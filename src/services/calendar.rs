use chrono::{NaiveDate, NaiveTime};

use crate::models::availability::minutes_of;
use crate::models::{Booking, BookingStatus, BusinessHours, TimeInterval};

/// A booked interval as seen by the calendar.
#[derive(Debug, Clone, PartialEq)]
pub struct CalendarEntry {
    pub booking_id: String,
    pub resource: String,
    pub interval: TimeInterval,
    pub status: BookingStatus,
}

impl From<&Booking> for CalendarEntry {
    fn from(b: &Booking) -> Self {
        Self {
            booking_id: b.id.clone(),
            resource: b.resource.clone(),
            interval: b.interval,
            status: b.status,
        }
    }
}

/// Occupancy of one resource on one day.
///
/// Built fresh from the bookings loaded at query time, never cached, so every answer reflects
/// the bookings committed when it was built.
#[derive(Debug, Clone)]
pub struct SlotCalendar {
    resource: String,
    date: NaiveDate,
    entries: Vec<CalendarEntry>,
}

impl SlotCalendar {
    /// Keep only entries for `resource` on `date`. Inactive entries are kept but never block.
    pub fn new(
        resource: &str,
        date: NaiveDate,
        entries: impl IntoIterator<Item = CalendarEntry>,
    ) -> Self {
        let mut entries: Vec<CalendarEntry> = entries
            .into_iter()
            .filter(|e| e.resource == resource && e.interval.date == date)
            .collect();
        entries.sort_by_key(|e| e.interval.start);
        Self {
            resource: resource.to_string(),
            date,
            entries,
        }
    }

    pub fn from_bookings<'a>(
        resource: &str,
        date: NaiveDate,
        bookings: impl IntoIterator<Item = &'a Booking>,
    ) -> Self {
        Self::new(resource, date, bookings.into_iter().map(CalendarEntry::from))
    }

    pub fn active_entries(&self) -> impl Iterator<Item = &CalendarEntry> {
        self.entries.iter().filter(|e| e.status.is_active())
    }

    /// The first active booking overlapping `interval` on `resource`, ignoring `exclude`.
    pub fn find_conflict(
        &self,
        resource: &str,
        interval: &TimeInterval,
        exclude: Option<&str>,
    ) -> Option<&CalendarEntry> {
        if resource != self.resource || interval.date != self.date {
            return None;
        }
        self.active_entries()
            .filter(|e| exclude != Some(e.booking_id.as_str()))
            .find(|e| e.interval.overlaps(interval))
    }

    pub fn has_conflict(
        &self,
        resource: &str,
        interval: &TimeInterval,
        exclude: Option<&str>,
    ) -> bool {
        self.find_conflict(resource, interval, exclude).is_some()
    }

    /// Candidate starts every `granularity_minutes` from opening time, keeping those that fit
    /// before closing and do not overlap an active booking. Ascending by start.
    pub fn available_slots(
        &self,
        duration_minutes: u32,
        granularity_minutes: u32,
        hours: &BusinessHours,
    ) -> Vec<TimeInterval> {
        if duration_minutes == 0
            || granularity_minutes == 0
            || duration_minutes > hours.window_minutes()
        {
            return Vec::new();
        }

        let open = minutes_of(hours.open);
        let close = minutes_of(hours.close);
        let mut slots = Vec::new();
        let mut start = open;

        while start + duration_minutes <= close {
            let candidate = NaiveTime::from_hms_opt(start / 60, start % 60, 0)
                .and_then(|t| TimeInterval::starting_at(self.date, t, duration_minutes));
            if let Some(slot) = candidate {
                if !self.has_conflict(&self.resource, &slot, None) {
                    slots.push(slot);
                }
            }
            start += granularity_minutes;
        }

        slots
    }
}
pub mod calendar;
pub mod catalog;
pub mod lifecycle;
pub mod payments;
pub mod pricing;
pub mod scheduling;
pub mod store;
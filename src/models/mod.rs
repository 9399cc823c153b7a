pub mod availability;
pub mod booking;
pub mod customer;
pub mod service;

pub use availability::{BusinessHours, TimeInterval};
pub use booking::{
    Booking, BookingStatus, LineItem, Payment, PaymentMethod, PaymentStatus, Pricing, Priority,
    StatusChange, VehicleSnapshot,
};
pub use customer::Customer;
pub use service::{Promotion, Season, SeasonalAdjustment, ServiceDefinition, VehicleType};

**What you have to do:** Search the entries for the word "NaiveDate" and gather every line where it appears.

**Reply:**
use chrono::{NaiveDate, NaiveTime};
    date: NaiveDate,
        date: NaiveDate,
        date: NaiveDate,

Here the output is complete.